Sounds like a good deal. I have a remingotn 700 BDL custom deluxe in .270 WIN. I love it. It is my deer gun. It is also great for a trip to the range as it is very accurate. I love the remington 700s.You'll love yours too! If you don't like the scope check out the leupolds. They make a great scope for the price and come with a lifetime warranty. I've never had to use the warranty on mine. Enjoy it!


----------



## rslscobra (Feb 28, 2006)

Thanks,

I bought this for a Black bear hunt this August. I didn't want to take my Remington Model 4, 30-06, semi-auto. I'm just a bolt action man and came across the 700 bdl 300 win mag w/ scope, which I thought was a good price. I was looking for a 30-06, 7mm or 300wm bolt action. My model 4 is more of a collector gun thats why I didn't want to take it in the woods, plus was another way to talk the wife into a new toy, lol, she took the bait.


----------



## mydogisscout (Jun 24, 2005)

just research your ammo and the ballistics and don't go too heavy on bullet weights


----------



## M1Garand (Apr 12, 2006)

Sounds like you got a great gun at a decent price. I'm not the biggest fan of Simmons but you can always put it on eBay if you don't like it and put it towards another.


----------



## uptracker (Jul 27, 2004)

Actually, you may want to go with a heavier bullet on bear if they're close range. I have that same rifle minus the Simmons and I have had a horrible time with it on deer under 50 yards. I've tried everything. The best round I've found so far is a Hornady Custom BTSP 165 gr. and even then my deer have run for a ways with a perfect double lung shot. Remington 180 gr. Pointed Soft Points were 10 times worse.

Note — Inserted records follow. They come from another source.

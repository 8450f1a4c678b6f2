//! Employer mutations

use async_graphql::{Context, InputObject, Object, ResultExt, ID};
use sqlx::PgPool;

use super::{created_message, delete_records, updated_message};
use crate::error::{ApiError, ApiResult};
use crate::graphql::guards::RoleGuard;
use crate::graphql::types::{DeletePayload, EmployerPayload, SUCCESS};
use crate::graphql::validation::{non_blank, optional_text, parse_id, reference, required_text};
use crate::models::{Employer, User};
use crate::repositories::{EmployerFields, EmployerRepository};

#[derive(Debug, Default, InputObject)]
pub struct EmployerInput {
    pub business_name: Option<String>,
    pub phone_numbers: Option<String>,
    pub website_link: Option<String>,
    pub address: Option<String>,
    pub contact_name: Option<String>,
    pub contact_phone_number: Option<String>,
    pub contact_role: Option<String>,
    /// User ID of the employer's account
    pub employer_details: Option<ID>,
    pub location: Option<String>,
    pub industry: Option<String>,
    pub size: Option<String>,
}

impl EmployerInput {
    /// Validated column values; `business_name` is only checked for blankness
    async fn into_fields(self, pool: &PgPool) -> ApiResult<EmployerFields> {
        Ok(EmployerFields {
            business_name: non_blank("business_name", self.business_name)?,
            phone_numbers: optional_text(self.phone_numbers),
            website_link: optional_text(self.website_link),
            address: optional_text(self.address),
            contact_name: optional_text(self.contact_name),
            contact_phone_number: optional_text(self.contact_phone_number),
            contact_role: optional_text(self.contact_role),
            user_id: reference::<User>(pool, self.employer_details.as_ref()).await?,
            location: optional_text(self.location),
            industry: optional_text(self.industry),
            size: optional_text(self.size),
        })
    }
}

#[derive(Default)]
pub struct EmployerMutation;

#[Object]
impl EmployerMutation {
    #[graphql(guard = "RoleGuard::editors()")]
    async fn create_employer(
        &self,
        ctx: &Context<'_>,
        input: EmployerInput,
    ) -> async_graphql::Result<EmployerPayload> {
        let pool = ctx.data::<PgPool>()?;
        create(pool, input).await.extend()
    }

    #[graphql(guard = "RoleGuard::editors()")]
    async fn update_employer(
        &self,
        ctx: &Context<'_>,
        id: ID,
        input: EmployerInput,
    ) -> async_graphql::Result<EmployerPayload> {
        let pool = ctx.data::<PgPool>()?;
        update(pool, &id, input).await.extend()
    }

    #[graphql(guard = "RoleGuard::editors()")]
    async fn delete_employers(
        &self,
        ctx: &Context<'_>,
        ids: Vec<ID>,
    ) -> async_graphql::Result<DeletePayload> {
        delete_records::<Employer>(ctx, &ids).await
    }
}

async fn create(pool: &PgPool, input: EmployerInput) -> ApiResult<EmployerPayload> {
    let business_name = required_text("business_name", input.business_name.clone())?;
    let fields = input.into_fields(pool).await?;

    let employer = EmployerRepository::new(pool.clone())
        .create(&business_name, &fields)
        .await?;

    tracing::info!(employer_id = %employer.id, "Employer created");

    Ok(EmployerPayload {
        status: SUCCESS.to_string(),
        message: created_message("Employer"),
        employer: employer.into(),
    })
}

async fn update(pool: &PgPool, id: &ID, input: EmployerInput) -> ApiResult<EmployerPayload> {
    let id = parse_id("Employer", id)?;
    let fields = input.into_fields(pool).await?;

    let employer = EmployerRepository::new(pool.clone())
        .update(id, &fields)
        .await?
        .ok_or_else(|| ApiError::not_found("Employer", id.to_string()))?;

    Ok(EmployerPayload {
        status: SUCCESS.to_string(),
        message: updated_message("Employer"),
        employer: employer.into(),
    })
}
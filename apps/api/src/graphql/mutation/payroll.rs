//! Payroll mutations

use async_graphql::{Context, InputObject, Object, ResultExt, ID};
use chrono::NaiveDate;
use sqlx::PgPool;

use super::{created_message, delete_records, updated_message};
use crate::error::{ApiError, ApiResult};
use crate::graphql::guards::RoleGuard;
use crate::graphql::types::{DeletePayload, PayrollPayload, SUCCESS};
use crate::graphql::validation::{parse_id, reference, required};
use crate::models::{Employee, Grade, Payroll};
use crate::repositories::{NewPayroll, PayrollChanges, PayrollRepository};

/// Payroll fields; the period, salaries and date are required on create
#[derive(Debug, Default, InputObject)]
pub struct PayrollInput {
    pub period_number: Option<i32>,
    pub employee_net_salary: Option<f64>,
    pub employee_gross_salary: Option<f64>,
    pub reimbursment_date: Option<NaiveDate>,
    /// Employee ID
    pub employee: Option<ID>,
    /// Grade ID
    pub grade: Option<ID>,
}

#[derive(Default)]
pub struct PayrollMutation;

#[Object]
impl PayrollMutation {
    #[graphql(guard = "RoleGuard::editors()")]
    async fn create_payroll(
        &self,
        ctx: &Context<'_>,
        input: PayrollInput,
    ) -> async_graphql::Result<PayrollPayload> {
        let pool = ctx.data::<PgPool>()?;
        create(pool, input).await.extend()
    }

    #[graphql(guard = "RoleGuard::editors()")]
    async fn update_payroll(
        &self,
        ctx: &Context<'_>,
        id: ID,
        input: PayrollInput,
    ) -> async_graphql::Result<PayrollPayload> {
        let pool = ctx.data::<PgPool>()?;
        update(pool, &id, input).await.extend()
    }

    #[graphql(guard = "RoleGuard::editors()")]
    async fn delete_payrolls(
        &self,
        ctx: &Context<'_>,
        ids: Vec<ID>,
    ) -> async_graphql::Result<DeletePayload> {
        delete_records::<Payroll>(ctx, &ids).await
    }
}

async fn create(pool: &PgPool, input: PayrollInput) -> ApiResult<PayrollPayload> {
    let new = NewPayroll {
        period_number: required("period_number", input.period_number)?,
        employee_net_salary: required("employee_net_salary", input.employee_net_salary)?,
        employee_gross_salary: required("employee_gross_salary", input.employee_gross_salary)?,
        reimbursment_date: required("reimbursment_date", input.reimbursment_date)?,
        employee_id: reference::<Employee>(pool, input.employee.as_ref()).await?,
        grade_id: reference::<Grade>(pool, input.grade.as_ref()).await?,
    };

    let payroll = PayrollRepository::new(pool.clone()).create(&new).await?;

    tracing::info!(payroll_id = %payroll.id, period = payroll.period_number, "Payroll created");

    Ok(PayrollPayload {
        status: SUCCESS.to_string(),
        message: created_message("Payroll"),
        payroll: payroll.into(),
    })
}

async fn update(pool: &PgPool, id: &ID, input: PayrollInput) -> ApiResult<PayrollPayload> {
    let id = parse_id("Payroll", id)?;
    let changes = PayrollChanges {
        period_number: input.period_number,
        employee_net_salary: input.employee_net_salary,
        employee_gross_salary: input.employee_gross_salary,
        reimbursment_date: input.reimbursment_date,
        employee_id: reference::<Employee>(pool, input.employee.as_ref()).await?,
        grade_id: reference::<Grade>(pool, input.grade.as_ref()).await?,
    };

    let payroll = PayrollRepository::new(pool.clone())
        .update(id, &changes)
        .await?
        .ok_or_else(|| ApiError::not_found("Payroll", id.to_string()))?;

    Ok(PayrollPayload {
        status: SUCCESS.to_string(),
        message: updated_message("Payroll"),
        payroll: payroll.into(),
    })
}
//! Page-number pagination shared by every list query
//!
//! A list query takes `page`, `search` and `limit`. [`PageRequest`] turns the
//! raw arguments into a normalized request, [`PageWindow`] is the SQL slice it
//! covers, and [`PageResult`] carries the slice plus its metadata.
//!
//! Rules:
//! - `page` absent or below 1 means page 1.
//! - `limit` omitted means [`DEFAULT_PAGE_SIZE`]; an explicit `null` or a
//!   non-positive value means the whole collection as a single page.
//! - `pages` is `ceil(count / limit)` but never less than 1.
//! - Pages past the end are empty, never an error.

use async_graphql::{MaybeUndefined, OutputType, SimpleObject};

use super::types::{Course, Department, Employee, Employer, Grade, Payroll, Title};

/// Page size used when the `limit` argument is omitted
pub const DEFAULT_PAGE_SIZE: i64 = 10;

/// Requested page size
#[derive(Debug, Clone, Copy, PartialEq, Eq)]
pub enum PageLimit {
    /// At most this many items per page (always positive)
    Limited(i64),
    /// Everything on one page
    All,
}

/// A normalized page request
#[derive(Debug, Clone, Copy, PartialEq, Eq)]
pub struct PageRequest {
    /// 1-indexed page number, at least 1
    pub page: i64,
    pub limit: PageLimit,
}

/// Rows covered by a page request, for `LIMIT`/`OFFSET`
#[derive(Debug, Clone, Copy, PartialEq, Eq)]
pub struct PageWindow {
    pub offset: i64,
    /// `None` means no limit
    pub limit: Option<i64>,
}

impl PageRequest {
    pub fn new(page: i64, limit: PageLimit) -> Self {
        let limit = match limit {
            PageLimit::Limited(n) if n > 0 => PageLimit::Limited(n),
            _ => PageLimit::All,
        };
        Self {
            page: page.max(1),
            limit,
        }
    }

    /// Build a request from GraphQL arguments
    pub fn from_args(page: Option<i32>, limit: MaybeUndefined<i32>) -> Self {
        let limit = match limit {
            MaybeUndefined::Undefined => PageLimit::Limited(DEFAULT_PAGE_SIZE),
            MaybeUndefined::Null => PageLimit::All,
            MaybeUndefined::Value(n) => PageLimit::Limited(i64::from(n)),
        };
        Self::new(page.map(i64::from).unwrap_or(1), limit)
    }

    /// The slice of the ordered collection this page covers
    pub fn window(&self) -> PageWindow {
        match self.limit {
            PageLimit::Limited(limit) => PageWindow {
                offset: (self.page - 1).saturating_mul(limit),
                limit: Some(limit),
            },
            PageLimit::All if self.page == 1 => PageWindow {
                offset: 0,
                limit: None,
            },
            // The single page has already been passed
            PageLimit::All => PageWindow {
                offset: 0,
                limit: Some(0),
            },
        }
    }

    /// Number of pages for a collection of `count` items
    pub fn total_pages(&self, count: i64) -> i64 {
        match self.limit {
            PageLimit::Limited(limit) if count > 0 && limit > 0 => {
                // Both positive, so the quotient fits back into i64
                (count as u64).div_ceil(limit as u64) as i64
            }
            _ => 1,
        }
    }
}

impl Default for PageRequest {
    fn default() -> Self {
        Self::new(1, PageLimit::Limited(DEFAULT_PAGE_SIZE))
    }
}

/// One page of a collection
#[derive(Debug, Clone, SimpleObject)]
#[graphql(concrete(name = "EmployeePage", params(Employee)))]
#[graphql(concrete(name = "EmployerPage", params(Employer)))]
#[graphql(concrete(name = "CoursePage", params(Course)))]
#[graphql(concrete(name = "DepartmentPage", params(Department)))]
#[graphql(concrete(name = "TitlePage", params(Title)))]
#[graphql(concrete(name = "GradePage", params(Grade)))]
#[graphql(concrete(name = "PayrollPage", params(Payroll)))]
pub struct PageResult<T: OutputType> {
    /// Total number of matching items
    pub count: i64,
    /// Current page (1-indexed)
    pub page: i64,
    /// Total number of pages (at least 1)
    pub pages: i64,
    pub has_next: bool,
    pub has_prev: bool,
    pub items: Vec<T>,
}

impl<T: OutputType> PageResult<T> {
    /// Wrap an already sliced page with its metadata
    pub fn from_window(items: Vec<T>, count: i64, request: &PageRequest) -> Self {
        let pages = request.total_pages(count);
        Self {
            count,
            page: request.page,
            pages,
            has_next: request.page < pages,
            has_prev: request.page > 1,
            items,
        }
    }

    /// Convert every item, keeping the metadata
    pub fn map<U: OutputType>(self, f: impl FnMut(T) -> U) -> PageResult<U> {
        PageResult {
            count: self.count,
            page: self.page,
            pages: self.pages,
            has_next: self.has_next,
            has_prev: self.has_prev,
            items: self.items.into_iter().map(f).collect(),
        }
    }
}

/// Paginate an in-memory collection that is already filtered and ordered
pub fn paginate<T: OutputType>(items: Vec<T>, request: &PageRequest) -> PageResult<T> {
    let count = items.len() as i64;
    let window = request.window();
    let offset = usize::try_from(window.offset).unwrap_or(usize::MAX);
    let slice: Vec<T> = match window.limit {
        Some(limit) => items
            .into_iter()
            .skip(offset)
            .take(usize::try_from(limit).unwrap_or(usize::MAX))
            .collect(),
        None => items.into_iter().skip(offset).collect(),
    };
    PageResult::from_window(slice, count, request)
}

#[cfg(test)]
mod tests {
    use super::*;
    use rstest::rstest;

    fn limited(page: i64, limit: i64) -> PageRequest {
        PageRequest::new(page, PageLimit::Limited(limit))
    }

    #[rstest]
    #[case(None, 1)]
    #[case(Some(0), 1)]
    #[case(Some(-4), 1)]
    #[case(Some(3), 3)]
    fn test_page_defaults_to_one(#[case] page: Option<i32>, #[case] expected: i64) {
        let request = PageRequest::from_args(page, MaybeUndefined::Undefined);
        assert_eq!(request.page, expected);
    }

    #[rstest]
    #[case(MaybeUndefined::Undefined, PageLimit::Limited(DEFAULT_PAGE_SIZE))]
    #[case(MaybeUndefined::Null, PageLimit::All)]
    #[case(MaybeUndefined::Value(0), PageLimit::All)]
    #[case(MaybeUndefined::Value(-2), PageLimit::All)]
    #[case(MaybeUndefined::Value(25), PageLimit::Limited(25))]
    fn test_limit_argument(#[case] limit: MaybeUndefined<i32>, #[case] expected: PageLimit) {
        assert_eq!(PageRequest::from_args(None, limit).limit, expected);
    }

    #[rstest]
    #[case(0, 10, 1)]
    #[case(1, 10, 1)]
    #[case(10, 10, 1)]
    #[case(11, 10, 2)]
    #[case(25, 10, 3)]
    #[case(i64::MAX, i64::MAX, 1)]
    #[case(i64::MAX, 2, i64::MAX / 2 + 1)]
    fn test_total_pages(#[case] count: i64, #[case] limit: i64, #[case] expected: i64) {
        assert_eq!(limited(1, limit).total_pages(count), expected);
    }

    #[test]
    fn test_window_offsets() {
        assert_eq!(
            limited(3, 10).window(),
            PageWindow {
                offset: 20,
                limit: Some(10)
            }
        );
        assert_eq!(
            PageRequest::new(1, PageLimit::All).window(),
            PageWindow {
                offset: 0,
                limit: None
            }
        );
        assert_eq!(PageRequest::new(2, PageLimit::All).window().limit, Some(0));
    }

    #[test]
    fn test_window_does_not_overflow() {
        let window = limited(i64::MAX, 10).window();
        assert_eq!(window.offset, i64::MAX);
    }

    #[test]
    fn test_twenty_five_items_ten_per_page() {
        let items: Vec<i32> = (1..=25).collect();

        let first = paginate(items.clone(), &limited(1, 10));
        assert_eq!(first.items.len(), 10);
        assert_eq!(first.pages, 3);
        assert!(first.has_next);
        assert!(!first.has_prev);

        let last = paginate(items, &limited(3, 10));
        assert_eq!(last.items, vec![21, 22, 23, 24, 25]);
        assert!(!last.has_next);
        assert!(last.has_prev);
    }

    #[test]
    fn test_unlimited_is_single_page() {
        let items: Vec<i32> = (1..=25).collect();
        let request = PageRequest::from_args(None, MaybeUndefined::Null);

        let page = paginate(items, &request);
        assert_eq!(page.items.len(), 25);
        assert_eq!(page.pages, 1);
        assert!(!page.has_next);
        assert!(!page.has_prev);
    }

    #[test]
    fn test_empty_collection() {
        let page = paginate(Vec::<i32>::new(), &PageRequest::default());
        assert!(page.items.is_empty());
        assert_eq!(page.count, 0);
        assert_eq!(page.pages, 1);
        assert!(!page.has_next);
        assert!(!page.has_prev);
    }

    #[test]
    fn test_page_past_the_end_is_empty() {
        let items: Vec<i32> = (1..=5).collect();
        let page = paginate(items, &limited(4, 2));
        assert!(page.items.is_empty());
        assert_eq!(page.pages, 3);
        assert!(!page.has_next);
        assert!(page.has_prev);
    }

    #[rstest]
    #[case(0, 3)]
    #[case(1, 3)]
    #[case(7, 3)]
    #[case(9, 3)]
    #[case(10, 1)]
    #[case(23, 5)]
    fn test_pages_partition_collection(#[case] n: i32, #[case] limit: i64) {
        let items: Vec<i32> = (0..n).collect();
        let pages = limited(1, limit).total_pages(i64::from(n));

        let mut seen = Vec::new();
        for page in 1..=pages {
            let result = paginate(items.clone(), &limited(page, limit));
            assert!(result.items.len() as i64 <= limit);
            assert_eq!(result.has_next, page < pages);
            assert_eq!(result.has_prev, page > 1);
            seen.extend(result.items);
        }
        assert_eq!(seen, items);
    }

    #[test]
    fn test_map_keeps_metadata() {
        let page = paginate(vec![1, 2, 3], &limited(2, 2)).map(|n| n * 10);
        assert_eq!(page.items, vec![30]);
        assert_eq!(page.page, 2);
        assert_eq!(page.pages, 2);
    }
}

Don't go cheap on ammo or use a slug out of the old trusty 12 ga.


----------



## rslscobra (Feb 28, 2006)

I am going to try Federal Premium "TBBC" 180gr. ammo. I did some research (see link below) and feel that these should work fine. Any input would help. 


http://www.gun-tests.com/performance/oct97gggwinmags.html


----------



## uptracker (Jul 27, 2004)

Nice...thanks.

I should have mentioned that it shoots good, but the my rounds just seem to tear through on close range game with minor damage. I just gotta find something that puts a wallop on em' instead of a pin hole through each side.

I'm putting that gun up until I have some long range shots again. I'll be buying a Rem. 750 in .270 soon!


----------



## Mags (Apr 10, 2002)

I've got the same gun/caliber but with a Redfield 3x9 wideview scope with Conetrol mounts on it. I don't use it anymore, but bought it sometime in the mid/late '70's. The $495 you paid seems to be a pretty good deal, and for that price, if you don't like the scope, you can dump it and put on whatever you like. When I did shoot it, I used the Rem. CoreLokt 180gr. pointed loads, and never had a problem getting a very good 3 shot test group at 100yds......about the size of a quarter, and once I recall they were like a dime, which was fantastic for me. There are so many more good loading available nowadays that you should really have alot of fun putting your new baby to the test. Enjoy!!!


----------